Regarding the limitations of the present study, the absence of an evaluation of the psychological profile at T0 and T1 must be considered. This is because the psychological profile can be associated with a high degree of demand or expectations that are far from reality 33 and consequently compromise patients’ perception of orthodontic treatment and quality of life.
In addition, there is no questionnaire developed and validated specifically to assess the impact of orthodontic retainers on quality of life. Although the OHIP-14 questionnaire is closer to an ideal assessment, its use may have influenced the results of this study. Due to restrictions related to the COVID-19 pandemic, an online questionnaire was used to assess patients’ self-perception. However, the application of the questionnaire in this format did not interfere negatively in the results of the study, since the questions and answers are the same as the questionnaire applied on printed paper in the initial evaluation. 34
Removable orthodontic retainers are associated with greater patient discomfort; 17 however, this study was performed only on patients with fixed retainers. Patients with removable retainers who completed the questionnaire at T0 were not included, as in the second assessment (T1) most were no longer using retainers.

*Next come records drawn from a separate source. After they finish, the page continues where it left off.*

//! Selector resolution: raw target strings into lookup plans.

use crate::marks::{ElementDescriptor, ElementMap};
use crate::{Error, Result};

/// Delimiter between compound selector segments.
pub const CONTEXT_DELIMITER: &str = ">>";

/// Reserved segment that steps into the previous element's shadow root.
pub const SHADOW_ROOT: &str = "shadow-root";

/// Prefix forcing XPath interpretation of a segment.
pub const XPATH_PREFIX: &str = "xpath:";

/// A raw target as the controller wrote it.
#[derive(Debug, Clone, PartialEq, Eq)]
pub enum Target {
    /// Visual index from the last scan.
    Index(usize),
    /// CSS, `xpath:`-prefixed XPath, or a compound path.
    Selector(String),
}

impl Target {
    /// Parse a target string. Bare numbers are indices.
    pub fn parse(s: &str) -> Self {
        let s = s.trim();
        if let Ok(idx) = s.parse::<usize>() {
            return Target::Index(idx);
        }
        Target::Selector(s.to_string())
    }
}

/// Lookup plan for one target.
#[derive(Debug, Clone, PartialEq)]
pub struct Resolved {
    pub selector: String,
    pub descriptor: Option<ElementDescriptor>,
    pub index: Option<usize>,
}

impl Resolved {
    /// Whether coordinate lookup can be attempted.
    pub fn has_coordinates(&self) -> bool {
        self.descriptor
            .as_ref()
            .is_some_and(|d| d.hit_point().is_some())
    }
}

/// Resolve a raw target against the element map.
///
/// A bare number absent from the map is an error, never a guess.
pub fn resolve(raw: &str, map: &ElementMap) -> Result<Resolved> {
    match Target::parse(raw) {
        Target::Index(index) => {
            let descriptor = map.get(index).ok_or(Error::Resolution(index))?;
            let selector = if descriptor.selector.is_empty() {
                descriptor
                    .xpath
                    .as_ref()
                    .map(|x| format!("{}{}", XPATH_PREFIX, x))
                    .unwrap_or_default()
            } else {
                descriptor.selector.clone()
            };
            Ok(Resolved {
                selector,
                descriptor: Some(descriptor.clone()),
                index: Some(index),
            })
        }
        Target::Selector(selector) => Ok(Resolved {
            selector,
            descriptor: None,
            index: None,
        }),
    }
}

/// One step of a compound selector.
#[derive(Debug, Clone, PartialEq, Eq)]
pub enum Segment {
    ShadowRoot,
    /// Structural selector; CSS first, XPath second.
    Structural(String),
    /// `xpath:`-prefixed selector; XPath only.
    XPath(String),
}

impl Segment {
    fn parse(part: &str) -> Self {
        if part == SHADOW_ROOT {
            Segment::ShadowRoot
        } else if let Some(xpath) = part.strip_prefix(XPATH_PREFIX) {
            Segment::XPath(xpath.trim().to_string())
        } else {
            Segment::Structural(part.to_string())
        }
    }

    /// The text as written, for diagnostics.
    pub fn as_written(&self) -> String {
        match self {
            Segment::ShadowRoot => SHADOW_ROOT.to_string(),
            Segment::Structural(s) => s.clone(),
            Segment::XPath(x) => format!("{}{}", XPATH_PREFIX, x),
        }
    }
}

/// Ordered segments of a (possibly compound) selector.
#[derive(Debug, Clone, PartialEq, Eq)]
pub struct SelectorPath {
    segments: Vec<Segment>,
}

impl SelectorPath {
    pub fn parse(selector: &str) -> Result<Self> {
        let segments: Vec<Segment> = selector
            .split(CONTEXT_DELIMITER)
            .map(str::trim)
            .map(Segment::parse)
            .collect();

        if segments
            .iter()
            .any(|s| matches!(s, Segment::Structural(p) | Segment::XPath(p) if p.is_empty()))
        {
            return Err(Error::Payload(format!("empty selector segment in '{}'", selector)));
        }
        if segments.first() == Some(&Segment::ShadowRoot) {
            return Err(Error::Payload(format!(
                "'{}' cannot start with {}",
                selector, SHADOW_ROOT
            )));
        }
        if segments.last() == Some(&Segment::ShadowRoot) {
            return Err(Error::Payload(format!(
                "'{}' must name an element after {}",
                selector, SHADOW_ROOT
            )));
        }
        Ok(Self { segments })
    }

    pub fn segments(&self) -> &[Segment] {
        &self.segments
    }

    pub fn len(&self) -> usize {
        self.segments.len()
    }

    pub fn is_empty(&self) -> bool {
        self.segments.is_empty()
    }

    pub fn is_compound(&self) -> bool {
        self.segments.len() > 1
    }
}

/// Selectors eligible for the journal: single segment and not path-looking.
pub fn is_simple(selector: &str) -> bool {
    let s = selector.trim();
    !s.is_empty()
        && !s.contains(CONTEXT_DELIMITER)
        && !s.starts_with(XPATH_PREFIX)
        && !s.starts_with(['/', '#', '.', '('])
        && s.parse::<usize>().is_err()
}

#[cfg(test)]
mod tests {
    use super::*;
    use crate::marks::Point;

    fn map() -> ElementMap {
        ElementMap::new(
            "https://shop.test/",
            vec![
                ElementDescriptor {
                    id: 5,
                    tag: "button".into(),
                    text: "Submit".into(),
                    selector: "#submit-btn".into(),
                    xpath: None,
                    center: Some(Point { x: 100.0, y: 200.0 }),
                    viewport_coords: None,
                    href: None,
                },
                ElementDescriptor {
                    id: 7,
                    tag: "a".into(),
                    text: "Help".into(),
                    selector: String::new(),
                    xpath: Some("//a[@id='help']".into()),
                    center: None,
                    viewport_coords: None,
                    href: None,
                },
            ],
        )
    }

    #[test]
    fn parse_index_vs_selector() {
        assert_eq!(Target::parse(" 12 "), Target::Index(12));
        assert_eq!(Target::parse("#go"), Target::Selector("#go".into()));
        assert_eq!(Target::parse("-1"), Target::Selector("-1".into()));
    }

    #[test]
    fn every_index_resolves_to_its_entry() {
        let map = map();
        for el in map.iter() {
            let r = resolve(&el.id.to_string(), &map).unwrap();
            assert_eq!(r.descriptor.as_ref(), Some(el));
            assert_eq!(r.index, Some(el.id));
        }
    }

    #[test]
    fn missing_index_is_resolution_error() {
        let err = resolve("6", &map()).unwrap_err();
        assert!(matches!(err, Error::Resolution(6)));
        assert!(matches!(
            resolve("0", &ElementMap::default()),
            Err(Error::Resolution(0))
        ));
    }

    #[test]
    fn raw_xpath_descriptor_gets_prefix() {
        let r = resolve("7", &map()).unwrap();
        assert_eq!(r.selector, "xpath://a[@id='help']");
        assert!(!r.has_coordinates());
    }

    #[test]
    fn literal_selector_passes_through() {
        let r = resolve("iframe#a >> button", &map()).unwrap();
        assert_eq!(r.selector, "iframe#a >> button");
        assert!(r.descriptor.is_none());
        assert!(r.index.is_none());
    }

    #[test]
    fn splits_compound_path() {
        let path = SelectorPath::parse("iframe#a >> shadow-root >> xpath://button").unwrap();
        assert_eq!(
            path.segments(),
            &[
                Segment::Structural("iframe#a".into()),
                Segment::ShadowRoot,
                Segment::XPath("//button".into()),
            ]
        );
        assert!(path.is_compound());
    }

    #[test]
    fn rejects_malformed_paths() {
        assert!(SelectorPath::parse("shadow-root >> button").is_err());
        assert!(SelectorPath::parse("my-widget >> shadow-root").is_err());
        assert!(SelectorPath::parse("iframe >>  >> button").is_err());
        assert!(SelectorPath::parse("xpath:").is_err());
    }

    #[test]
    fn simple_selector_detection() {
        assert!(is_simple("Search"));
        assert!(is_simple("login button"));
        assert!(!is_simple("#login"));
        assert!(!is_simple(".btn"));
        assert!(!is_simple("//a"));
        assert!(!is_simple("xpath://a"));
        assert!(!is_simple("iframe >> a"));
        assert!(!is_simple("42"));
    }
}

Finally, the lack of clinical assessment of T1 patients suppresses information relevant to this study, such as a possible association between periodontal status and the quality of life reported by patients. Factors associated with COVID-19 made clinical assessment impossible at T1 and may have contributed to the increase in the OHIP value in the sample examined.
CONCLUSIONS
After the completion of orthodontic treatment, the presence of a fixed upper retainer have an initial negative impact on the quality of life of the orthodontic patient. The impact of the presence of a retainer is mitigated in the long term. The worsening in OHRQoL, observed in the long term, is not associated with the presence of the retainer itself but with the occurrence of debonding or fracture. This study emphasizes the need for continuous follow-up of orthodontic patients during the retention period.